Go through the data below and return each line containing the word "codes".

(Data provided)

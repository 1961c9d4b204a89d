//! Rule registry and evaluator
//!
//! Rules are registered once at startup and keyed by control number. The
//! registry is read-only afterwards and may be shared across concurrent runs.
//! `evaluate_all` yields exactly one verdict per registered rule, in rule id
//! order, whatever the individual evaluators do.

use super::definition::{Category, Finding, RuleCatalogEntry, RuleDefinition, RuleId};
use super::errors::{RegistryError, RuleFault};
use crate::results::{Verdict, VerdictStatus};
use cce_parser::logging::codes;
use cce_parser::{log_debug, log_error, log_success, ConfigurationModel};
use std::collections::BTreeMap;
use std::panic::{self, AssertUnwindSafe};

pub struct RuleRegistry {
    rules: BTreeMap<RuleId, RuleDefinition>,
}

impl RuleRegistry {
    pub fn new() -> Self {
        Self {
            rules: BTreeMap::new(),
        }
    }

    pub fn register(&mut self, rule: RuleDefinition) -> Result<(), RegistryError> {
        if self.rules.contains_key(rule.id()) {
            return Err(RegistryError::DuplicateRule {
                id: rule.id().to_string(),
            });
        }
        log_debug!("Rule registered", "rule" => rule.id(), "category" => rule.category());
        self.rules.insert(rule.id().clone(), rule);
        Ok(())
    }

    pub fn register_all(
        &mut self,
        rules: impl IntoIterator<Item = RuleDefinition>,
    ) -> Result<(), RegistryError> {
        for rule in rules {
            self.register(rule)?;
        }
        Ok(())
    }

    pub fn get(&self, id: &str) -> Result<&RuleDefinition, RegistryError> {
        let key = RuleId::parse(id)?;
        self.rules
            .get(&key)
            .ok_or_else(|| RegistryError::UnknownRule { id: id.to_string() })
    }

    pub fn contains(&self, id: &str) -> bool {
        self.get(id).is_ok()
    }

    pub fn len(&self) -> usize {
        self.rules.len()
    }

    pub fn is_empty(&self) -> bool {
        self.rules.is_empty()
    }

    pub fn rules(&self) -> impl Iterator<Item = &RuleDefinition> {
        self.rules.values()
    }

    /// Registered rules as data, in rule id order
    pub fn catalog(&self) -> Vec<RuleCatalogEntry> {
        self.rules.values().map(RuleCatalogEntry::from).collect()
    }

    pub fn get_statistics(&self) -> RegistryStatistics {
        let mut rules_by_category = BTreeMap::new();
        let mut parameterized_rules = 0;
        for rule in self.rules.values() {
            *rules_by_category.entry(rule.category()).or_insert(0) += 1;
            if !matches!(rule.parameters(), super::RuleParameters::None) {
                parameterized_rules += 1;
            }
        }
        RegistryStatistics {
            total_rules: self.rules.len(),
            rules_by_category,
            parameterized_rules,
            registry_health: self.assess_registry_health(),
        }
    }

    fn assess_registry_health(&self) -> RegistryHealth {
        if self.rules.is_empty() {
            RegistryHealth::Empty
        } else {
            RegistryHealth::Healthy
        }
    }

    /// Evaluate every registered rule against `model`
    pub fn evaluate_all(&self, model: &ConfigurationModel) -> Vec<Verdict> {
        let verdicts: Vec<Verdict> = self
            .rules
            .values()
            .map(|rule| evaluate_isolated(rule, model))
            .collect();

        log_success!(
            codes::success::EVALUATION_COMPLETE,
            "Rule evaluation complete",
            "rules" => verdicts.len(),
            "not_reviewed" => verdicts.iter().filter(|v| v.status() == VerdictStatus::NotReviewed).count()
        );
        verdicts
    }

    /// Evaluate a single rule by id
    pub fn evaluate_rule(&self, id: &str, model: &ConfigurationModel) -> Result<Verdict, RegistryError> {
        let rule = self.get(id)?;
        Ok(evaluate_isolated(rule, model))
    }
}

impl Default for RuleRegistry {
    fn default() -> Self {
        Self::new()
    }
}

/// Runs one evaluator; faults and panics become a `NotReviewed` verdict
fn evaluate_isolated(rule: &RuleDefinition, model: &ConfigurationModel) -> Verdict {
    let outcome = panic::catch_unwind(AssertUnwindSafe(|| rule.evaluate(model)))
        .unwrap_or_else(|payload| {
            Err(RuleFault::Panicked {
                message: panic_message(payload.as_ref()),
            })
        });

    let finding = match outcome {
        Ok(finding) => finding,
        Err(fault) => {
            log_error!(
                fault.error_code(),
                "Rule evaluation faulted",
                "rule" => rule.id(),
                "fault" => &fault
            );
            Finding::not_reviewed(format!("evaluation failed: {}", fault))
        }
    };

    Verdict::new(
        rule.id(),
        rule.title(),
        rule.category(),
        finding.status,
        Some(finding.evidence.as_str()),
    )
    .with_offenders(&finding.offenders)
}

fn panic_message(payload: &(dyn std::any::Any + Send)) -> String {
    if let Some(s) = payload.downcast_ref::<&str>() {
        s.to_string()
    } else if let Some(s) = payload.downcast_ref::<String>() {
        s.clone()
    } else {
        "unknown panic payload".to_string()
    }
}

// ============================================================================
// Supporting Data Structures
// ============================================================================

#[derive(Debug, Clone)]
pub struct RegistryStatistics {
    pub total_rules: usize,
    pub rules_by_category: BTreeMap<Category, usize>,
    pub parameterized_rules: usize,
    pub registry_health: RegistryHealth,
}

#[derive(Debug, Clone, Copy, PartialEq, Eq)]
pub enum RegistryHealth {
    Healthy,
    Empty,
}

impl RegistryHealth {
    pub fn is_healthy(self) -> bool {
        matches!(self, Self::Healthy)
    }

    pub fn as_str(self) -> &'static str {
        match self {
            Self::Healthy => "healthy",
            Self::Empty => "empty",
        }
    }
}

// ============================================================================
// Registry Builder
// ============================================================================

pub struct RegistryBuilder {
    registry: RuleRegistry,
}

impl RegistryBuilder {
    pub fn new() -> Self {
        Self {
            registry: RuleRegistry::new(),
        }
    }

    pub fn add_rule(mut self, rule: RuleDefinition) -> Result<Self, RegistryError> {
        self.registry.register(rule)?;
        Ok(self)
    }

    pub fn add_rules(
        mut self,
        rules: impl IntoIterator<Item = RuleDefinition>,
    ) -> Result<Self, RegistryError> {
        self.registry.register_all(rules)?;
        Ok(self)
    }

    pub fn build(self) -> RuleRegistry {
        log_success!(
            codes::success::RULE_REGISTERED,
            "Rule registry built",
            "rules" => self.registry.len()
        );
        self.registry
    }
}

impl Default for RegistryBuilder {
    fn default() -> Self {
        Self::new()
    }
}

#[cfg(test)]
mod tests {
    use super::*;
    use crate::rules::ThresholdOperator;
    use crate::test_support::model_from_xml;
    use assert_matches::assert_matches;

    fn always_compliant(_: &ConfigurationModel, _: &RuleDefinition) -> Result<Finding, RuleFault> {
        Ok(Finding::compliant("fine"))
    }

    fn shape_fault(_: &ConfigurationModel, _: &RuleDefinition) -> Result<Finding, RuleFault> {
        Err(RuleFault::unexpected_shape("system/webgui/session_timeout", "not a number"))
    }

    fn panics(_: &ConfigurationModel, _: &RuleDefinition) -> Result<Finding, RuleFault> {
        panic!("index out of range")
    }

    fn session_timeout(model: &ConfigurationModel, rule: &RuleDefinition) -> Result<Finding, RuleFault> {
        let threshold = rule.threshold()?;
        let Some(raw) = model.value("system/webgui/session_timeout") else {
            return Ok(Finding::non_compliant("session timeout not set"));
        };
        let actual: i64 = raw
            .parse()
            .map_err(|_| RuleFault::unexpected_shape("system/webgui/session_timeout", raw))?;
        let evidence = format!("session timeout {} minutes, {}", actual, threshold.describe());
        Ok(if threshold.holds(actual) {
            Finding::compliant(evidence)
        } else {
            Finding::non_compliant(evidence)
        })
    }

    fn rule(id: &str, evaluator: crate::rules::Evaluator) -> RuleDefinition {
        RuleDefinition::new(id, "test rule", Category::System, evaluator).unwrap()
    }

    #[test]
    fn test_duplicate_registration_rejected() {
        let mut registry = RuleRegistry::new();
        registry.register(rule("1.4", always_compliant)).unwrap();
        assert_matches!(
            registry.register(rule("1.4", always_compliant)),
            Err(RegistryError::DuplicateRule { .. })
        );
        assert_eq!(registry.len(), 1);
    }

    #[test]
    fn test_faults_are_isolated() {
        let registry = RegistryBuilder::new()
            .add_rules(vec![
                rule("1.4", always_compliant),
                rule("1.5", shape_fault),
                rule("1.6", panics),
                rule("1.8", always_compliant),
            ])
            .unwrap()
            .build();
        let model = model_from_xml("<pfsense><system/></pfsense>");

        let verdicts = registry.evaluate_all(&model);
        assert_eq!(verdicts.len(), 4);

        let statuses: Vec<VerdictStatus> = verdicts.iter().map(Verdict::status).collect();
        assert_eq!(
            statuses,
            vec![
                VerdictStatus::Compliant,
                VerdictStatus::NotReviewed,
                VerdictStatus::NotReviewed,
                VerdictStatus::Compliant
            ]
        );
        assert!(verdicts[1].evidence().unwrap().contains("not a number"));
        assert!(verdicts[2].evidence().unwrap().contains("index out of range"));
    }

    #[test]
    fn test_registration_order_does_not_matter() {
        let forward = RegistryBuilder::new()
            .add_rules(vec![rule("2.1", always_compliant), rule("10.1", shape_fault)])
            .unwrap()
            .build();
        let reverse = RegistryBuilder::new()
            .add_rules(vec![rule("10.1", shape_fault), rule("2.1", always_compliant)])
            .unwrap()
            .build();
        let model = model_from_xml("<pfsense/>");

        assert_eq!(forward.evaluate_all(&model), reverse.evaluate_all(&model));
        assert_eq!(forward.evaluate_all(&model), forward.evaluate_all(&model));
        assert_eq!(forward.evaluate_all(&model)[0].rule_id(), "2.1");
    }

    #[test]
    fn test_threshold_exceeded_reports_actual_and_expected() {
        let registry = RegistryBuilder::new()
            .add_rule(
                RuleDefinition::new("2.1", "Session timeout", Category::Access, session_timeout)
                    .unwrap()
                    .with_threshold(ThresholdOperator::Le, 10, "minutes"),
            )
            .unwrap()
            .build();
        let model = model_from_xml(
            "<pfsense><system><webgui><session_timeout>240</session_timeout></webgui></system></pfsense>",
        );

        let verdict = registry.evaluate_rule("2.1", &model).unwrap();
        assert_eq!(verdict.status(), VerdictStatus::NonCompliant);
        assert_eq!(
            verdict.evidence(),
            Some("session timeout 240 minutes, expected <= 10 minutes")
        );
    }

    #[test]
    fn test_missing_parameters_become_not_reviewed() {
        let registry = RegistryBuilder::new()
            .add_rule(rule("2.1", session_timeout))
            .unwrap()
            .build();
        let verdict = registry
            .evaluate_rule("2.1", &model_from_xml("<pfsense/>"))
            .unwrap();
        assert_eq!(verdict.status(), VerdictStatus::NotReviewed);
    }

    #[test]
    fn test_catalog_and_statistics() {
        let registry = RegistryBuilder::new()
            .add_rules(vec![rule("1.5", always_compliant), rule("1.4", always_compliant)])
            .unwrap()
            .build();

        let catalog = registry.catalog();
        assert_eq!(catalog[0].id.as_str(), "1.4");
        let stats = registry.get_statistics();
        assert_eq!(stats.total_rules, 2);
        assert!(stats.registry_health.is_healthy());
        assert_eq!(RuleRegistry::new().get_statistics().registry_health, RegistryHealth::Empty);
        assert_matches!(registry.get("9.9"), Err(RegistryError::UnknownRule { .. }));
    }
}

(End Data provided)

**Completed exercise:**
use cce_parser::logging::codes;
            codes::success::EVALUATION_COMPLETE,
            codes::success::RULE_REGISTERED,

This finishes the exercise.